A sport of the legendary Greenland, blossoms are mauve-pink with green flames and a white base. One of the latest blooming of all tulips. HZ: 4-7 14” Late-season

Parrot Tulip, Green Wave

No other flower captures the magic of spring like the Tulip. Wild tulips are indigenous to the parts of the Middle East once occupied by the Ottoman Empire and to Siberia. Sometime between 1100 AD and 1300 AD, the Persians began to cultivate the wild bulbs. Under cultivation, the small, vividly colored flowers were transformed into stately specimens with blossoms in all the striking colors of the rainbow. It was the Dutch that introduced the Europeans to the tulip in 1562. In that year, a Dutch nurseryman established the first tulip nursery. Today, according to The International Register published by The Royal General Bulbgrowers’ Association in the Netherlands, there are more than 5500 tulip varieties.

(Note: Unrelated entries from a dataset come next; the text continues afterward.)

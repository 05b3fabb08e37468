// cinelist - tell your watch-list what to do in plain words
//
// This is the main entry point. Parses CLI args and dispatches to handlers.

use anyhow::{Context, Result};
use cinelist_lib::{
    core::{
        AddOutcome, BulkTools, LibraryTools, MaintenanceTools, PickStrategy, Searcher, SortOrder,
        ViewingTools,
    },
    interpreter::{looks_like_multi_action, normalize_title, PlanBuilder},
    Catalog, Config, Database, Orchestrator, WatchStatus,
};
use std::env;
use std::sync::Arc;
use tracing::info;
use tracing_subscriber::EnvFilter;

#[tokio::main]
async fn main() -> Result<()> {
    let config = Config::load().context("Failed to load configuration")?;
    init_logging(&config);

    let args: Vec<String> = env::args().collect();

    if args.len() < 2 {
        print_usage();
        return Ok(());
    }

    let args = &args[1..];
    if route(args) == Route::Interpret {
        return handle_run(&config, args).await;
    }

    let command = &args[0];

    match command.as_str() {
        "run" => handle_run(&config, &args[1..]).await,
        "add" => handle_add(&config, &args[1..]).await,
        "remove" | "seen" | "dislike" => handle_single(&config, command, &args[1..]).await,
        "status" => handle_status(&config, &args[1..]).await,
        "show" => handle_show(&config, &args[1..]).await,
        "add-many" => handle_add_many(&config, &args[1..]).await,
        "remove-many" => handle_remove_many(&config, &args[1..]).await,
        "set-many" => handle_set_many(&config, &args[1..]).await,
        "list" => handle_list(&config, &args[1..]).await,
        "sorted" => handle_sorted(&config, &args[1..]).await,
        "stats" => handle_stats(&config).await,
        "rename" => handle_rename(&config, &args[1..]).await,
        "prune" => handle_prune(&config, &args[1..]).await,
        "next" => handle_next(&config, &args[1..]).await,
        "search" => handle_search(&config, &args[1..]).await,
        "export" => handle_export(&config).await,
        "version" | "-v" | "--version" => {
            println!("cinelist v{}", env!("CARGO_PKG_VERSION"));
            Ok(())
        }
        "help" | "-h" | "--help" => {
            print_usage();
            Ok(())
        }
        _ => {
            eprintln!("Unknown command: {}", command);
            print_usage();
            Ok(())
        }
    }
}

/// Commands that take a single title
const TITLE_COMMANDS: &[&str] = &["add", "remove", "seen", "dislike", "status"];

const OTHER_COMMANDS: &[&str] = &[
    "run", "show", "add-many", "remove-many", "set-many", "list", "sorted", "stats", "rename",
    "prune", "next", "search", "export", "version", "-v", "--version", "help", "-h", "--help",
];

#[derive(Debug, PartialEq, Eq)]
enum Route {
    /// Hand the whole command line to the interpreter
    Interpret,
    /// Dispatch on the first word
    Command,
}

/// Decide whether a command line is really a free-form instruction
///
/// Unknown first words go to the interpreter when the text reads like
/// several actions. So do title commands, as long as the interpreter finds
/// more than one action: "add Pride and Prejudice" stays a single title.
fn route(args: &[String]) -> Route {
    let Some(first) = args.first() else {
        return Route::Command;
    };

    let text = args.join(" ");
    if !looks_like_multi_action(&text) {
        return Route::Command;
    }

    let first = first.as_str();
    if TITLE_COMMANDS.contains(&first) {
        if PlanBuilder::build(&text).len() > 1 {
            Route::Interpret
        } else {
            Route::Command
        }
    } else if OTHER_COMMANDS.contains(&first) {
        Route::Command
    } else {
        Route::Interpret
    }
}

fn init_logging(config: &Config) {
    let filter = EnvFilter::try_from_default_env()
        .unwrap_or_else(|_| EnvFilter::new(&config.log_filter));

    tracing_subscriber::fmt()
        .with_env_filter(filter)
        .with_writer(std::io::stderr)
        .init();
}

async fn handle_run(config: &Config, args: &[String]) -> Result<()> {
    let instruction = args.join(" ");
    let orchestrator = Orchestrator::new(get_catalog(config).await?);

    info!(instruction = %instruction, "Interpreting instruction");
    println!("{}", orchestrator.interpret_and_execute(&instruction).await);

    Ok(())
}

async fn handle_add(config: &Config, args: &[String]) -> Result<()> {
    if args.is_empty() {
        eprintln!("Error: No title provided");
        return Ok(());
    }

    let tools = LibraryTools::new(get_catalog(config).await?);

    match tools.add_to_wishlist(&args.join(" ")).await {
        Ok(AddOutcome::Added(title)) => println!("Added to wishlist: {}", title),
        Ok(AddOutcome::AddedMany(n)) => println!("Added {} title(s) to wishlist", n),
        Err(e) => eprintln!("Error: {}", e.user_message()),
    }

    Ok(())
}

async fn handle_single(config: &Config, command: &str, args: &[String]) -> Result<()> {
    if args.is_empty() {
        eprintln!("Error: No title provided");
        return Ok(());
    }

    let tools = LibraryTools::new(get_catalog(config).await?);
    let title = args.join(" ");

    let (result, status) = match command {
        "seen" => (tools.mark_seen(&title).await, WatchStatus::Seen),
        "dislike" => (tools.mark_disliked(&title).await, WatchStatus::Disliked),
        _ => (tools.remove_from_wishlist(&title).await, WatchStatus::Disliked),
    };

    match result {
        Ok(title) => println!("{} → {}", title, status),
        Err(e) => eprintln!("Error: {}", e.user_message()),
    }

    Ok(())
}

async fn handle_status(config: &Config, args: &[String]) -> Result<()> {
    // Last word is the status, the rest is the title
    let Some((status, title)) = args.split_last() else {
        eprintln!("Usage: cinelist status <title> <status>");
        return Ok(());
    };

    let tools = LibraryTools::new(get_catalog(config).await?);

    match tools.set_status(&title.join(" "), status).await {
        Ok((title, status)) => println!("{} → {}", title, status),
        Err(e) => eprintln!("Error: {}", e.user_message()),
    }

    Ok(())
}

async fn handle_show(config: &Config, args: &[String]) -> Result<()> {
    if args.is_empty() {
        eprintln!("Error: No title provided");
        return Ok(());
    }

    let db = get_database(config).await?;

    match db.require_entry(&normalize_title(&args.join(" "))).await {
        Ok(entry) => println!(
            "{} ({}, updated {})",
            entry.title, entry.status, entry.updated_at
        ),
        Err(e) => eprintln!("Error: {}", e.user_message()),
    }

    Ok(())
}

async fn handle_add_many(config: &Config, args: &[String]) -> Result<()> {
    let tools = BulkTools::new(get_catalog(config).await?);
    let n = tools.add_many(&args.join(" ")).await?;

    println!("Added {} title(s) to wishlist", n);
    Ok(())
}

async fn handle_remove_many(config: &Config, args: &[String]) -> Result<()> {
    let tools = BulkTools::new(get_catalog(config).await?);
    let n = tools.remove_many(&args.join(" ")).await?;

    println!("Removed {} title(s) from wishlist", n);
    Ok(())
}

async fn handle_set_many(config: &Config, args: &[String]) -> Result<()> {
    let Some((status, titles)) = args.split_first() else {
        eprintln!("Usage: cinelist set-many <status> <title, title, ...>");
        return Ok(());
    };

    let tools = BulkTools::new(get_catalog(config).await?);
    let (n, status) = tools.set_many_status(&titles.join(" "), status).await?;

    println!("Set {} title(s) to {}", n, status);
    Ok(())
}

async fn handle_list(config: &Config, args: &[String]) -> Result<()> {
    let tools = LibraryTools::new(get_catalog(config).await?);

    let statuses: Vec<String> = match args.first() {
        Some(status) => vec![status.clone()],
        None => WatchStatus::ALL.iter().map(|s| s.to_string()).collect(),
    };

    for status in statuses {
        let titles = tools.list_by_status(&status).await?;
        print_titles(&status, &titles);
    }

    Ok(())
}

async fn handle_sorted(config: &Config, args: &[String]) -> Result<()> {
    let status = args.first().map(String::as_str).unwrap_or("wanted");
    let order = args.get(1).map(|o| SortOrder::parse(o)).unwrap_or_default();

    let tools = MaintenanceTools::new(get_catalog(config).await?);
    let titles = tools.sorted_by_status(status, order).await?;

    print_titles(status, &titles);
    Ok(())
}

async fn handle_stats(config: &Config) -> Result<()> {
    let db = get_database(config).await?;
    let stats = db.stats().await?;

    println!("\ncinelist Status");
    println!("{}", "=".repeat(60));
    println!("\nCatalog:");
    println!("  Total:    {}", stats.total_entries);
    println!("  Wanted:   {}", stats.wanted);
    println!("  Seen:     {}", stats.seen);
    println!("  Disliked: {}", stats.disliked);
    println!("\nStorage:");
    println!("  Path:        {}", db.path().display());
    println!("  Connections: {} ({} idle)", stats.pool_size, stats.idle_connections);
    println!("{}", "=".repeat(60));

    Ok(())
}

async fn handle_rename(config: &Config, args: &[String]) -> Result<()> {
    if args.len() != 2 {
        eprintln!("Usage: cinelist rename \"<old title>\" \"<new title>\"");
        return Ok(());
    }

    let tools = MaintenanceTools::new(get_catalog(config).await?);

    match tools.rename(&args[0], &args[1]).await {
        Ok(status) => println!("Renamed {} → {} ({})", args[0], args[1], status),
        Err(e) => eprintln!("Error: {}", e.user_message()),
    }

    Ok(())
}

async fn handle_prune(config: &Config, args: &[String]) -> Result<()> {
    let status = args.first().map(String::as_str).unwrap_or("wanted");

    let tools = MaintenanceTools::new(get_catalog(config).await?);
    let pruned = tools.prune_blanks(status).await?;

    println!("Pruned {} blank title(s)", pruned);
    Ok(())
}

async fn handle_next(config: &Config, args: &[String]) -> Result<()> {
    let strategy = args
        .first()
        .map(|s| PickStrategy::parse(s))
        .unwrap_or(config.pick_strategy);

    let tools = ViewingTools::new(get_catalog(config).await?);

    match tools.pick_next(strategy).await? {
        Some(title) => println!("Up next: {}", title),
        None => println!("Your wishlist is empty."),
    }

    Ok(())
}

async fn handle_search(config: &Config, args: &[String]) -> Result<()> {
    if args.is_empty() {
        eprintln!("Error: No search query provided");
        return Ok(());
    }

    let query = args.join(" ");
    let searcher = Searcher::new(get_catalog(config).await?);
    let hits = searcher.search(&query, config.search_limit).await?;

    if hits.is_empty() {
        println!("No titles found matching '{}'", query);
    } else {
        println!("\nFound {} title(s) matching '{}':", hits.len(), query);
        println!("{}", "=".repeat(60));
        for (i, hit) in hits.iter().enumerate() {
            println!("{:3}. {} ({})", i + 1, hit.title, hit.status);
        }
        println!("{}", "=".repeat(60));
    }

    Ok(())
}

async fn handle_export(config: &Config) -> Result<()> {
    let db = get_database(config).await?;
    let entries = db.all_entries().await?;

    let json = serde_json::to_string_pretty(&entries).context("Failed to serialize catalog")?;
    println!("{}", json);

    Ok(())
}

fn print_titles(status: &str, titles: &[String]) {
    println!("\n{} ({}):", status, titles.len());
    for (i, title) in titles.iter().enumerate() {
        println!("{:3}. {}", i + 1, title);
    }
}

async fn get_database(config: &Config) -> Result<Database> {
    Database::new(&config.storage_path)
        .await
        .with_context(|| format!("Failed to open catalog at {}", config.storage_path.display()))
}

async fn get_catalog(config: &Config) -> Result<Arc<dyn Catalog>> {
    let db: Arc<dyn Catalog> = Arc::new(get_database(config).await?);
    Ok(db)
}

fn print_usage() {
    println!(
        r#"cinelist v{} - Tell your watch-list what to do in plain words

USAGE:
    cinelist <COMMAND> [ARGS]
    cinelist <instruction>

COMMANDS:
    run <instruction>          Interpret and apply a free-form instruction
    add <title>                Add a title to the wishlist
    remove <title>             Take a title off the wishlist
    seen <title>               Mark a title as seen
    dislike <title>            Mark a title as disliked
    status <title> <status>    Set any status on a title
    show <title>               Show a title's status
    add-many <titles>          Add comma-separated titles
    remove-many <titles>       Remove comma-separated titles
    set-many <status> <titles> Set a status on comma-separated titles
    list [status]              List titles (default: every status)
    sorted [status] [asc|desc] List titles alphabetically
    stats                      Show catalog statistics
    rename <old> <new>         Rename a title, keeping its status
    prune [status]             Drop blank titles from a list
    next [first|random]        Pick what to watch next
    search <query>             Fuzzy search titles
    export                     Dump the catalog as JSON
    version                    Show version
    help                       Show this help

EXAMPLES:
    cinelist run "add Heat and mark Alien as seen"
    cinelist ajoute « Amélie » et retire Titanic de ma liste
    cinelist set-many seen "Heat, Alien"
    cinelist next first

Storage defaults to ~/.cinelist/catalog.db (override with CINELIST_STORAGE).
"#,
        env!("CARGO_PKG_VERSION")
    );
}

Perhaps the most famous and astonishing event in the history of the tulip occurred in the 3 years from 1634-1637. This period in tulip history is known as “The Tulipmania”. A frenzy developed around tulip bulbs and throughout Europe, the rich, the middle class and the working class attempted to purchase whatever tulips were available. One tulip, in particular, a red and white striped variety named Semper Augustus became so valuable that a single bulb was commanding a price the equivalent of 15 years’ wages for an average worker. As quickly as it started, “The Tulipmania” ended.

Tulips reached the New World with the first Dutch colonists who settled in what is now Manhattan and coastal New York State in 1624. The Tulip has captured the imagination of the world for nearly a millennia. It has built economies, inspired artists and brought joy and pleasure to the everyman. Along with the rose, it is truly the “World’s Flower”.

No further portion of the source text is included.